Stored data:
···

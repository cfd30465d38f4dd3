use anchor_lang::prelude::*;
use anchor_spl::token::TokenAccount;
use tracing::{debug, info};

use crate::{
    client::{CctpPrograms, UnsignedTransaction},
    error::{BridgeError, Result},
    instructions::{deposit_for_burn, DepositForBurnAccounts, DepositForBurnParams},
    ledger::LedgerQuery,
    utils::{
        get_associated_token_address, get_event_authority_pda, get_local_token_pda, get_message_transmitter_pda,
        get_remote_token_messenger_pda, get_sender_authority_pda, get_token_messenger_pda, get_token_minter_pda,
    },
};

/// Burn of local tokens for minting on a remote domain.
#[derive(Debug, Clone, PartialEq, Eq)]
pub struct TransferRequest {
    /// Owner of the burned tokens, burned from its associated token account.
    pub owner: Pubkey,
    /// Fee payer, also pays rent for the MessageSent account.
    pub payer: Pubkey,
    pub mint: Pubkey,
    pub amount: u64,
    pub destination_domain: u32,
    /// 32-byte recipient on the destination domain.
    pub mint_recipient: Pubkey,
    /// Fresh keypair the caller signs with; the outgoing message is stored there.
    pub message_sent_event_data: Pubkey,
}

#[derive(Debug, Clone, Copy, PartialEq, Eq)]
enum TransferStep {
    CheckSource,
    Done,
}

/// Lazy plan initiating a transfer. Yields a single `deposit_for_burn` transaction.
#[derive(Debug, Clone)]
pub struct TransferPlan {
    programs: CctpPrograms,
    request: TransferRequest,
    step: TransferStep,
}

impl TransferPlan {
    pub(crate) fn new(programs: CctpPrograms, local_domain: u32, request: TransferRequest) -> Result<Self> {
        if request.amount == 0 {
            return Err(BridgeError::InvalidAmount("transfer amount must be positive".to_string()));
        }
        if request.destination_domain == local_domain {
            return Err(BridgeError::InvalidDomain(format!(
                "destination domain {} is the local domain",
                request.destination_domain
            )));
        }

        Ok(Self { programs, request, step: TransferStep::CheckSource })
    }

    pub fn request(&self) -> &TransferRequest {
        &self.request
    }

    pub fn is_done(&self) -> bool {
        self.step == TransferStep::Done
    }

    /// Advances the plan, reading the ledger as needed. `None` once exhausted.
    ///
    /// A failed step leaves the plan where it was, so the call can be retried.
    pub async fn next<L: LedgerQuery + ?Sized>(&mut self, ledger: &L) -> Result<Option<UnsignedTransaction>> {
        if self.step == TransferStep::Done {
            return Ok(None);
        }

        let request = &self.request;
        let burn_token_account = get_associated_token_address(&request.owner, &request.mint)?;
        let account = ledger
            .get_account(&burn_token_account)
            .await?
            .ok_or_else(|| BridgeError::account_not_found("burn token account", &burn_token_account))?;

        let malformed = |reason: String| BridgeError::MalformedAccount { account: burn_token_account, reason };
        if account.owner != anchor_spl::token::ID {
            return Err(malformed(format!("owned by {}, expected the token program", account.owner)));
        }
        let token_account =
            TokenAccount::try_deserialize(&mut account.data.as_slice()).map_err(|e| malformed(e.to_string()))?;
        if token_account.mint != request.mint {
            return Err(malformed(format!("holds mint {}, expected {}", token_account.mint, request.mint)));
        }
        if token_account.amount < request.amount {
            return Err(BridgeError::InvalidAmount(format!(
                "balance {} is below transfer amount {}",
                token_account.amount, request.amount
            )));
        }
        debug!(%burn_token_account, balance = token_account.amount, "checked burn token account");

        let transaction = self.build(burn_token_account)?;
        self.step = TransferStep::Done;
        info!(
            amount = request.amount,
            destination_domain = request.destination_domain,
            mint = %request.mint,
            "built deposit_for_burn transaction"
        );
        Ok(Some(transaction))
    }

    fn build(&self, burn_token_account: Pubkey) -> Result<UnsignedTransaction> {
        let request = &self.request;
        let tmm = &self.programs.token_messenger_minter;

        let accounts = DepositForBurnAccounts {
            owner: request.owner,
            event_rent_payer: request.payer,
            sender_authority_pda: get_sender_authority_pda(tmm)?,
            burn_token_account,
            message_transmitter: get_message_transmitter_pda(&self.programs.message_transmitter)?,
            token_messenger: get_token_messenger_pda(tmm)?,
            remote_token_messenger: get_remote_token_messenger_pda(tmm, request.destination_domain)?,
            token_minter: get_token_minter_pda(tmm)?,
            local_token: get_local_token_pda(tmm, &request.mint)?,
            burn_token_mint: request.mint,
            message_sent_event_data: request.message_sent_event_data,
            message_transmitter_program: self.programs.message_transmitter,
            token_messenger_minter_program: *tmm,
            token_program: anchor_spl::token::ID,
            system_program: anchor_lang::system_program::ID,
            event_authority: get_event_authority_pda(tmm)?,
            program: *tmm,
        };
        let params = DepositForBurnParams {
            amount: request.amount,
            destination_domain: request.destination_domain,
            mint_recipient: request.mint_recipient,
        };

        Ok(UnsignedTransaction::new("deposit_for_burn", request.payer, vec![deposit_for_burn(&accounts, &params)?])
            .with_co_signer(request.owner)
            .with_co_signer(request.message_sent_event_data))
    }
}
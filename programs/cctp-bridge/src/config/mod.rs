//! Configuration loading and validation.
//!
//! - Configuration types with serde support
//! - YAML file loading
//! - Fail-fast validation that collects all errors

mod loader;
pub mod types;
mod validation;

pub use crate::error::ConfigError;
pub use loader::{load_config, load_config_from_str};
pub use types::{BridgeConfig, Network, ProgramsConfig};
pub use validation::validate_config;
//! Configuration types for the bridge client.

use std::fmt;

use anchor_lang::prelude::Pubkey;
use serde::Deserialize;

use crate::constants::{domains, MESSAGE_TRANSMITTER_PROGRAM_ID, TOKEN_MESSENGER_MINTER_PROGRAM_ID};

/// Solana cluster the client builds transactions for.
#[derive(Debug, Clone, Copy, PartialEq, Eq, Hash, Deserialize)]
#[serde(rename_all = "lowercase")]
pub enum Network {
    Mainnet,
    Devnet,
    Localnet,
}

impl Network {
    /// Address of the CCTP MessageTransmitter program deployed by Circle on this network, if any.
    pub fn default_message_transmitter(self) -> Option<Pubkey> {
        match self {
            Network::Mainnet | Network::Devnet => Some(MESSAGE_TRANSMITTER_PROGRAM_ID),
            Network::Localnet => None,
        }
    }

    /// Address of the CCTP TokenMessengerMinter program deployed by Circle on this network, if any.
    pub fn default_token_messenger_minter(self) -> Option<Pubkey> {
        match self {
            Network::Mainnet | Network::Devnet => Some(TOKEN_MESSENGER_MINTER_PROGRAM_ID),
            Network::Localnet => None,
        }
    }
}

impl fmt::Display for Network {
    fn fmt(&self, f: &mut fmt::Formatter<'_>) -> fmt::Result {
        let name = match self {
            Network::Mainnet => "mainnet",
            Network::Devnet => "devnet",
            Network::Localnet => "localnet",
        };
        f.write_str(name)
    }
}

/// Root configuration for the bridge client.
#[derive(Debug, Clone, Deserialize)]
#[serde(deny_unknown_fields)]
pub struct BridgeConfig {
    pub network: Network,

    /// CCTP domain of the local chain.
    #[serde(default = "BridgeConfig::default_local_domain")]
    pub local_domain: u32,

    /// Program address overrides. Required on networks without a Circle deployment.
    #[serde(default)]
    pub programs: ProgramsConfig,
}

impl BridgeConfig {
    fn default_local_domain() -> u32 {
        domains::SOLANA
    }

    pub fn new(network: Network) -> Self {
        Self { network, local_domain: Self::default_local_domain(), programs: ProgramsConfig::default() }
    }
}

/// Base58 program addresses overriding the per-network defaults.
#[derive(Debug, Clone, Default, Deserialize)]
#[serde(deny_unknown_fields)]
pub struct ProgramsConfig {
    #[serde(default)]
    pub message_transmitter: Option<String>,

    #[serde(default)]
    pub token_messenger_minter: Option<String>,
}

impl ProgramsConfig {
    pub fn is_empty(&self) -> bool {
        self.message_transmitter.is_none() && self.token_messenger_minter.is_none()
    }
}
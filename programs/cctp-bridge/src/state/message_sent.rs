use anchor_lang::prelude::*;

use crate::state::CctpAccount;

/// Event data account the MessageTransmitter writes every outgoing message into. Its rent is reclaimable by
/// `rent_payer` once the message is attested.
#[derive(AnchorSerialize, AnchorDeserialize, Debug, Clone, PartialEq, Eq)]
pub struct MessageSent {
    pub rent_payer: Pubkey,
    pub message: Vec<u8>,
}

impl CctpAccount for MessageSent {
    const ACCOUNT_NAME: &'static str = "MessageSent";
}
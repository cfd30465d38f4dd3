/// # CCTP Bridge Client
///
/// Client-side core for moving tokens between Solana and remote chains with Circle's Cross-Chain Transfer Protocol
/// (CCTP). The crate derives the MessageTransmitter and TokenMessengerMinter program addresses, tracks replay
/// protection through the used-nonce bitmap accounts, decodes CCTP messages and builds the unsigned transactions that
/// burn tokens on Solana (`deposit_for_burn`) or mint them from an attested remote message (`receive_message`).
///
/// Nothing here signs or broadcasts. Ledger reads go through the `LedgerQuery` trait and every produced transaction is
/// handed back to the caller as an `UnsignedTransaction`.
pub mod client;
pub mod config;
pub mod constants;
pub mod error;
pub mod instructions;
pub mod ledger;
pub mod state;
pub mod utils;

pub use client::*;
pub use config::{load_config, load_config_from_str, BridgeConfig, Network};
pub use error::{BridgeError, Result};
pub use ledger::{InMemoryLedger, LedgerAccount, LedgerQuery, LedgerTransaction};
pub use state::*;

···

Each line above that has the word "CctpAccount" must be copied.

Answer space:
use crate::state::CctpAccount;
impl CctpAccount for MessageSent {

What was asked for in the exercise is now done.